Action item: Copy nothing but the lines below running from the line containing "Some(viable[uniform_index(kernel.rng, viable.len())])" through the line containing "let outputs = kernel.topology.outputs(here).to_vec();", both end lines included.

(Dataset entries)
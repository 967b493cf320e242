//! Fork output: splits a parent job into fragments, one batch per link.
//!
//! The parent leaves the fork station once every fragment has been
//! accepted downstream and then waits, outside any station, for the join
//! that reassembles it.

use std::collections::{HashMap, VecDeque};

use tracing::debug;

use crate::context::Kernel;
use crate::error::{ConfigError, Result};
use crate::event::{Address, Event, Handled, Message, SectionKind};
use crate::job::{ClassId, ForkLink, JobId, NodeId};
use crate::random::uniform_index;
use crate::registry::DropReason;
use crate::warnings::WarningKind;

use super::Routes;

/// How many fragments of which class go down each output link.
#[derive(Debug, Clone, PartialEq)]
pub enum ForkStrategy {
    /// `per_link` fragments of the parent's class on every link.
    Simple { per_link: u32 },
    /// `table[parent_class][link][fragment_class]` fragments.
    Table(Vec<Vec<Vec<u32>>>),
}

#[derive(Debug, Clone, PartialEq)]
pub struct ForkConfig {
    pub strategy: ForkStrategy,
    /// Maximum number of forked parents not yet joined; further parents
    /// hold the fork's service section.
    pub block: Option<u32>,
}

impl ForkConfig {
    pub fn simple(per_link: u32) -> Self {
        Self {
            strategy: ForkStrategy::Simple { per_link },
            block: None,
        }
    }

    /// # Errors
    ///
    /// - `ConfigError::ClassArity` - If the table does not match the classes
    ///   and output links
    pub fn validate(&self, node: &str, outputs: usize, classes: usize) -> std::result::Result<(), ConfigError> {
        let ForkStrategy::Table(table) = &self.strategy else {
            return Ok(());
        };
        let arity = |what: &str, expected: usize, actual: usize| {
            if expected == actual {
                Ok(())
            } else {
                Err(ConfigError::ClassArity {
                    context: format!("fork {what} at {node}"),
                    expected,
                    actual,
                })
            }
        };
        arity("table", classes, table.len())?;
        for links in table {
            arity("links", outputs, links.len())?;
            for fragments in links {
                arity("fragment classes", classes, fragments.len())?;
            }
        }
        Ok(())
    }

    fn fragments(&self, parent_class: ClassId, link: usize, classes: usize) -> Vec<u32> {
        match &self.strategy {
            ForkStrategy::Simple { per_link } => {
                let mut counts = vec![0; classes];
                counts[parent_class.0] = *per_link;
                counts
            }
            ForkStrategy::Table(table) => table
                .get(parent_class.0)
                .and_then(|links| links.get(link))
                .cloned()
                .unwrap_or_else(|| vec![0; classes]),
        }
    }
}

pub struct ForkOutput {
    config: ForkConfig,
    /// Fragment awaiting its downstream ack, mapped to its parent.
    fragments: HashMap<JobId, JobId>,
    /// Parents released downstream and not yet joined.
    outstanding: u32,
    /// Parents whose service release waits for a join.
    held: VecDeque<JobId>,
}

impl ForkOutput {
    pub fn new(config: ForkConfig) -> Self {
        Self {
            config,
            fragments: HashMap::new(),
            outstanding: 0,
            held: VecDeque::new(),
        }
    }

    pub fn outstanding(&self) -> u32 {
        self.outstanding
    }

    pub fn held(&self) -> usize {
        self.held.len()
    }

    fn release_service(&mut self, kernel: &mut Kernel<'_>, parent: JobId) -> Result<()> {
        if self.config.block.is_some_and(|limit| self.outstanding >= limit) {
            self.held.push_back(parent);
            return Ok(());
        }
        self.outstanding += 1;
        kernel.send_local(SectionKind::Service, Event::Ack(parent))
    }

    /// Redirects a closed fragment headed for a sink.
    fn redirect(kernel: &mut Kernel<'_>, class: ClassId, outputs: &[NodeId]) -> Option<NodeId> {
        let viable: Vec<NodeId> = outputs
            .iter()
            .copied()
            .filter(|n| !kernel.topology.is_sink(*n))
            .collect();
        if viable.is_empty() {
            kernel.warn_once(
                Some(class),
                WarningKind::FragmentLost,
                &format!("closed fragment of class {class} has no viable output; fragment lost"),
            );
            return None;
        }
        kernel.warn_once(
            Some(class),
            WarningKind::ForkRedirect,
            &format!("closed fragment of class {class} redirected away from a sink"),
        );
        Some(viable[uniform_index(kernel.rng, viable.len())])
    }

    fn split(&mut self, kernel: &mut Kernel<'_>, parent: JobId) -> Result<()> {
        let here = kernel.node();
        let parent_class = kernel.class_of(parent)?;
        let system_enter = kernel.jobs.get(parent)?.system_enter;
        let classes = kernel.classes.len();
        let outputs = kernel.topology.outputs(here).to_vec();
        kernel.forks.open(parent, here, classes);

        let mut emitted = 0;
        for (link, target) in outputs.iter().enumerate() {
            let counts = self.config.fragments(parent_class, link, classes);
            for (class, count) in counts.iter().enumerate() {
                let class = ClassId(class);
                for _ in 0..*count {
                    let mut target = *target;
                    if kernel.classes.get(class).is_closed() && kernel.topology.is_sink(target) {
                        match Self::redirect(kernel, class, &outputs) {
                            Some(node) => target = node,
                            None => continue,
                        }
                    }
                    let fragment = kernel.create_job(class)?;
                    let record = kernel.jobs.get_mut(fragment)?;
                    record.system_enter = system_enter;
                    record.forked_from = Some(ForkLink {
                        parent,
                        fork_node: here,
                    });
                    kernel.forks.add_fragment(parent, class);
                    self.fragments.insert(fragment, parent);
                    kernel.send(Address::input(target), Event::Job(fragment))?;
                    emitted += 1;
                }
            }
        }

        if emitted == 0 {
            kernel.forks.close(parent);
            kernel.warn_once(
                Some(parent_class),
                WarningKind::Unroutable,
                &format!("fork emitted no fragment for class {parent_class}; job discarded"),
            );
            kernel.destroy_job(parent, DropReason::Unroutable)?;
            kernel.send_local(SectionKind::Service, Event::Ack(parent))?;
            return kernel.send_local(SectionKind::Input, Event::Departed(parent));
        }
        debug!(node = here.0, parent = parent.0, fragments = emitted, "forked");
        Ok(())
    }
}

impl Routes for ForkOutput {
    fn handle(&mut self, kernel: &mut Kernel<'_>, message: &Message) -> Result<Handled> {
        match &message.event {
            Event::Start => Ok(Handled::Consumed),
            Event::Job(parent) => {
                self.split(kernel, *parent)?;
                Ok(Handled::Consumed)
            }
            Event::Ack(fragment) => {
                let Some(parent) = self.fragments.remove(fragment) else {
                    return Ok(Handled::Consumed);
                };
                if kernel.forks.ack(parent) {
                    kernel.leave_node(parent)?;
                    kernel.send_local(SectionKind::Input, Event::Departed(parent))?;
                    self.release_service(kernel, parent)?;
                }
                Ok(Handled::Consumed)
            }
            Event::JoinDone { .. } => {
                self.outstanding = self.outstanding.saturating_sub(1);
                if let Some(parent) = self.held.pop_front() {
                    self.outstanding += 1;
                    kernel.send_local(SectionKind::Service, Event::Ack(parent))?;
                }
                Ok(Handled::Consumed)
            }
            Event::Ready(_)
            | Event::Departed(_)
            | Event::PreemptRequest(_)
            | Event::Preempted(_)
            | Event::Bounced(_)
            | Event::ServiceDone(_)
            | Event::SetupDone(_)
            | Event::PowerDown { .. }
            | Event::PsCompletion
            | Event::Arrival(_)
            | Event::Renege(_)
            | Event::Retrial(_)
            | Event::JobChange { .. }
            | Event::Enabling { .. }
            | Event::ModeFiring { .. }
            | Event::Timing { .. }
            | Event::JobRequest { .. }
            | Event::JobWithdrawn { .. }
            | Event::Restore { .. }
            | Event::Firing { .. } => Ok(Handled::NotConsumed),
        }
    }

    fn pending(&self) -> usize {
        self.fragments.len()
    }
}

Task answer:
        Some(viable[uniform_index(kernel.rng, viable.len())])
    }

    fn split(&mut self, kernel: &mut Kernel<'_>, parent: JobId) -> Result<()> {
        let here = kernel.node();
        let parent_class = kernel.class_of(parent)?;
        let system_enter = kernel.jobs.get(parent)?.system_enter;
        let classes = kernel.classes.len();
        let outputs = kernel.topology.outputs(here).to_vec();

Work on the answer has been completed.